(Task material begins)

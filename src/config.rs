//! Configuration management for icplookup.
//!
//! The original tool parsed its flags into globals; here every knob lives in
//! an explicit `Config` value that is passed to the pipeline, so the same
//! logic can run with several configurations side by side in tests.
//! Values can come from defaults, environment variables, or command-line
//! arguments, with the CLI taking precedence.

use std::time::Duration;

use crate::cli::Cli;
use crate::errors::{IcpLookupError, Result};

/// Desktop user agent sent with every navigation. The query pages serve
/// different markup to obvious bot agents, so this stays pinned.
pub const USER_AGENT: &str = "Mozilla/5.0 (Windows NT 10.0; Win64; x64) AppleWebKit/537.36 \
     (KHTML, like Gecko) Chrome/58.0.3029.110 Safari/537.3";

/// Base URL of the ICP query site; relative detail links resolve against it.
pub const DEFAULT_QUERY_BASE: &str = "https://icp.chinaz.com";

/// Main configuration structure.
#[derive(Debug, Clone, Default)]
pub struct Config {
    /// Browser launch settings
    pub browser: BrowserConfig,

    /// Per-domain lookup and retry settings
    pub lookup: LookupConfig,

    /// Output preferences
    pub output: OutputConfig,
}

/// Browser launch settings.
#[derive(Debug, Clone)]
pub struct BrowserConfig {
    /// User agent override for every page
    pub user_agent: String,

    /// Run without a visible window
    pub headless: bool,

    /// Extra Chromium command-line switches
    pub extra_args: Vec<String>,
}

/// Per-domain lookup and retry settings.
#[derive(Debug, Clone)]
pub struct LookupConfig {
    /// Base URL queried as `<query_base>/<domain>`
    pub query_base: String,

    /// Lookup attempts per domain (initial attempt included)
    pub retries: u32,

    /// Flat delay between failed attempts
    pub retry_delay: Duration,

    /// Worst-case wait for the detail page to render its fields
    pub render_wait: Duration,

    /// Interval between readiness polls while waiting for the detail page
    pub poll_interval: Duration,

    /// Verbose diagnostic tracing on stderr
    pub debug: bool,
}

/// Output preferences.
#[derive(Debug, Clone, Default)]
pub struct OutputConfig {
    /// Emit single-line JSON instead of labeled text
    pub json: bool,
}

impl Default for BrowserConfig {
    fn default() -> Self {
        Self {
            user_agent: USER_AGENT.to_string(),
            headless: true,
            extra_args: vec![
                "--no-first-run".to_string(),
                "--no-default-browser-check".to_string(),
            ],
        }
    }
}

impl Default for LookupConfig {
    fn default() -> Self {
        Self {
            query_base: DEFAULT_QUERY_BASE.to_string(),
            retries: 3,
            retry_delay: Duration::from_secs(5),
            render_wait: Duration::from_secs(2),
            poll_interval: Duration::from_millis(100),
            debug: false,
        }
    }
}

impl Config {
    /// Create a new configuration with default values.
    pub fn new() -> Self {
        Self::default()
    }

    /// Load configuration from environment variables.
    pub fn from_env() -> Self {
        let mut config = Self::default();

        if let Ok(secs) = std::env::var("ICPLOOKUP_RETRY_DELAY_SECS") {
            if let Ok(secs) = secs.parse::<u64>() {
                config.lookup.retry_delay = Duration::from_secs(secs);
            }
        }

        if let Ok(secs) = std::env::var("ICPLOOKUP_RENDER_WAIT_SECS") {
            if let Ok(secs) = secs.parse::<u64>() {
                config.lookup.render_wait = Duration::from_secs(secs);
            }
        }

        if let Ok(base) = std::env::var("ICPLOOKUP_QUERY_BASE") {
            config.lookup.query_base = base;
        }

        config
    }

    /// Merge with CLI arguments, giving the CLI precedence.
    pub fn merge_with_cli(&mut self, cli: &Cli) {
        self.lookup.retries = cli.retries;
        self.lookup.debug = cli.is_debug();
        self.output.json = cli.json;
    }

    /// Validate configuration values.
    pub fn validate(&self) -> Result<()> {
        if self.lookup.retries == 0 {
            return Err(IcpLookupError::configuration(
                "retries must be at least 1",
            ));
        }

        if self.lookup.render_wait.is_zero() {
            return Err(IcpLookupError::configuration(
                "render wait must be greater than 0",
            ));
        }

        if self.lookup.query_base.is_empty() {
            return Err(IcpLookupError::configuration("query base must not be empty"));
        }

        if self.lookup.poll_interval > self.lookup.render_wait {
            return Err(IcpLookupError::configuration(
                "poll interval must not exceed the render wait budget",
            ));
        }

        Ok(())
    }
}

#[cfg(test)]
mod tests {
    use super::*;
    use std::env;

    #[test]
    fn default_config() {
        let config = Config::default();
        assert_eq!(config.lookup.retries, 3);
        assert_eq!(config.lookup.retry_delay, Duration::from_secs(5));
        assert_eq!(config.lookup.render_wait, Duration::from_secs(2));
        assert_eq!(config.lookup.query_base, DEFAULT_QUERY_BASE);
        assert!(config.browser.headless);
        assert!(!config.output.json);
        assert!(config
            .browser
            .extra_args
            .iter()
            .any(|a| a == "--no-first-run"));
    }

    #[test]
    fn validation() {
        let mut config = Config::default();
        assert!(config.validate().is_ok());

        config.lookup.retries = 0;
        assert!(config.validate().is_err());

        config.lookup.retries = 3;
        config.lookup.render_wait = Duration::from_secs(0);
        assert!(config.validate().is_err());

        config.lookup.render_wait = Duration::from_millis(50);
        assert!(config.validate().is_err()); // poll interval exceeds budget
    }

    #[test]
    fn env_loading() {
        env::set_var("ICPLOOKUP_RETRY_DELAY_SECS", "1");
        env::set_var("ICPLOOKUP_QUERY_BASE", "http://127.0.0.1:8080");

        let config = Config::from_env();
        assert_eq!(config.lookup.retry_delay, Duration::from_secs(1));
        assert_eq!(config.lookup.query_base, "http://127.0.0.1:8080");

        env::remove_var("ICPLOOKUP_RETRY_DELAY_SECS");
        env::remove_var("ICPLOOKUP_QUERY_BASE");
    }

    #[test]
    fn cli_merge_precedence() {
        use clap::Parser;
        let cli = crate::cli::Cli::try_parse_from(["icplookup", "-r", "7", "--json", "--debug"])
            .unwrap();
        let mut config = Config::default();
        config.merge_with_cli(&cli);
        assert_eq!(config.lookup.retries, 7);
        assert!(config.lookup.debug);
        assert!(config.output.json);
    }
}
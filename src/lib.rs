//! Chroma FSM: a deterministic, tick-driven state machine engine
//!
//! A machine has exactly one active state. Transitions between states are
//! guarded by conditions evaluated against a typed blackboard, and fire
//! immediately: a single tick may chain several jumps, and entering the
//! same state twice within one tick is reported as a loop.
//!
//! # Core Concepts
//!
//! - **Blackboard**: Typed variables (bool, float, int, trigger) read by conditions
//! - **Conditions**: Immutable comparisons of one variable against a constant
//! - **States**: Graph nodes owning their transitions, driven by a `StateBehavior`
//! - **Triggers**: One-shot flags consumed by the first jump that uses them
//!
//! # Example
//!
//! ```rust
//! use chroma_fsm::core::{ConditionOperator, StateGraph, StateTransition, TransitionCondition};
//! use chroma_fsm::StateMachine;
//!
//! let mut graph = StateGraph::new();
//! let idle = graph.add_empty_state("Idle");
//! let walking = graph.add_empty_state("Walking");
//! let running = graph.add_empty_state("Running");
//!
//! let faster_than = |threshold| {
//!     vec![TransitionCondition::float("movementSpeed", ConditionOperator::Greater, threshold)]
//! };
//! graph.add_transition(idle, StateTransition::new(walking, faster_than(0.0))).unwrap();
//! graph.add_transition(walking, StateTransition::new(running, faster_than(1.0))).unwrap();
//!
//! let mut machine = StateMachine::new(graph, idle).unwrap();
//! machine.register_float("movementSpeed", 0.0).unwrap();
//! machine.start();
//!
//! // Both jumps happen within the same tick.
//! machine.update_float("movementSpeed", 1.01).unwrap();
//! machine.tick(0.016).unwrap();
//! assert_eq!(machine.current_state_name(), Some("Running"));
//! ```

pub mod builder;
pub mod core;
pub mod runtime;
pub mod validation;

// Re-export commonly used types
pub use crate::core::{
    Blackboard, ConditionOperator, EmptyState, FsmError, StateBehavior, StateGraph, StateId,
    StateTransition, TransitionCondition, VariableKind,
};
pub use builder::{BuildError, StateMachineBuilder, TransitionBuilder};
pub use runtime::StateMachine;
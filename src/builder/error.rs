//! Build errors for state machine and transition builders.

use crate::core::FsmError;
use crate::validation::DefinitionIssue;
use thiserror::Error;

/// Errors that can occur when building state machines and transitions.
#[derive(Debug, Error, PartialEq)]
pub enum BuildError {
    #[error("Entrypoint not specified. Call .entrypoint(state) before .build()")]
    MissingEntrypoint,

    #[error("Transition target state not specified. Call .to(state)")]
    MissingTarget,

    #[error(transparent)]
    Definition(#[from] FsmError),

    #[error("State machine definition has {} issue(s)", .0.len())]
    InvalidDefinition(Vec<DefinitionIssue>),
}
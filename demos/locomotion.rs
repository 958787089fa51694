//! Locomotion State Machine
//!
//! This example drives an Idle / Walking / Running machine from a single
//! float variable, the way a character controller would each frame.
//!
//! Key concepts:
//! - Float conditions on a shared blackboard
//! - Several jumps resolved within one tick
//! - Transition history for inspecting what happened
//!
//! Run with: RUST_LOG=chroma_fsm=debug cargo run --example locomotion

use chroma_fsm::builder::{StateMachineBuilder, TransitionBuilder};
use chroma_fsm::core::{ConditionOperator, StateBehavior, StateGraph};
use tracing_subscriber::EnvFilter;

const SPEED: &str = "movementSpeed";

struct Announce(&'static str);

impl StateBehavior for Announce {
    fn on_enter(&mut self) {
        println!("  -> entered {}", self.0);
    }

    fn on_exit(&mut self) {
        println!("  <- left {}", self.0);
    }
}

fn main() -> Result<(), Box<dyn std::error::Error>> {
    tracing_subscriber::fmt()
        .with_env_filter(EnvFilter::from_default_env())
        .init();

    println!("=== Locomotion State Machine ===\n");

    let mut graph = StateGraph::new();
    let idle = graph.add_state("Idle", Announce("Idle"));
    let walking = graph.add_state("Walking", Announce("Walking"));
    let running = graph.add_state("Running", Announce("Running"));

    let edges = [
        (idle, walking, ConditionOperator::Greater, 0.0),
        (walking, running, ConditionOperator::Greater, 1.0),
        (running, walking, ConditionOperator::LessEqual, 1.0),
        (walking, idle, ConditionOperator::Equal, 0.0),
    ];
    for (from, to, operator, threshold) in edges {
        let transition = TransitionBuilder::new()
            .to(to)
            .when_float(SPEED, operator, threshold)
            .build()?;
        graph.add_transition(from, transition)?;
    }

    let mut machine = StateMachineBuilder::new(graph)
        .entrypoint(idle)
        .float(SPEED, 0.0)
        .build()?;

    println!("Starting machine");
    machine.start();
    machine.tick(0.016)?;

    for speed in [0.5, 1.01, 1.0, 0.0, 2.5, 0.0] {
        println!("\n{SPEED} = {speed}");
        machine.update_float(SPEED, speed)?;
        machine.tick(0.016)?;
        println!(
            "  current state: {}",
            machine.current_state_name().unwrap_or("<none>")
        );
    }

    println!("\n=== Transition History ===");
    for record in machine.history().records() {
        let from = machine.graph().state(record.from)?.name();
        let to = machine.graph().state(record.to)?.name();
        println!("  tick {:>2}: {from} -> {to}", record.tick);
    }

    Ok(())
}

(Task material ends)

— Work task —
What lines in the data above contain the word "same"? Show them all.

— Task result —
//! an explicit `Config` value that is passed to the pipeline, so the same
//! same state twice within one tick is reported as a loop.
//! // Both jumps happen within the same tick.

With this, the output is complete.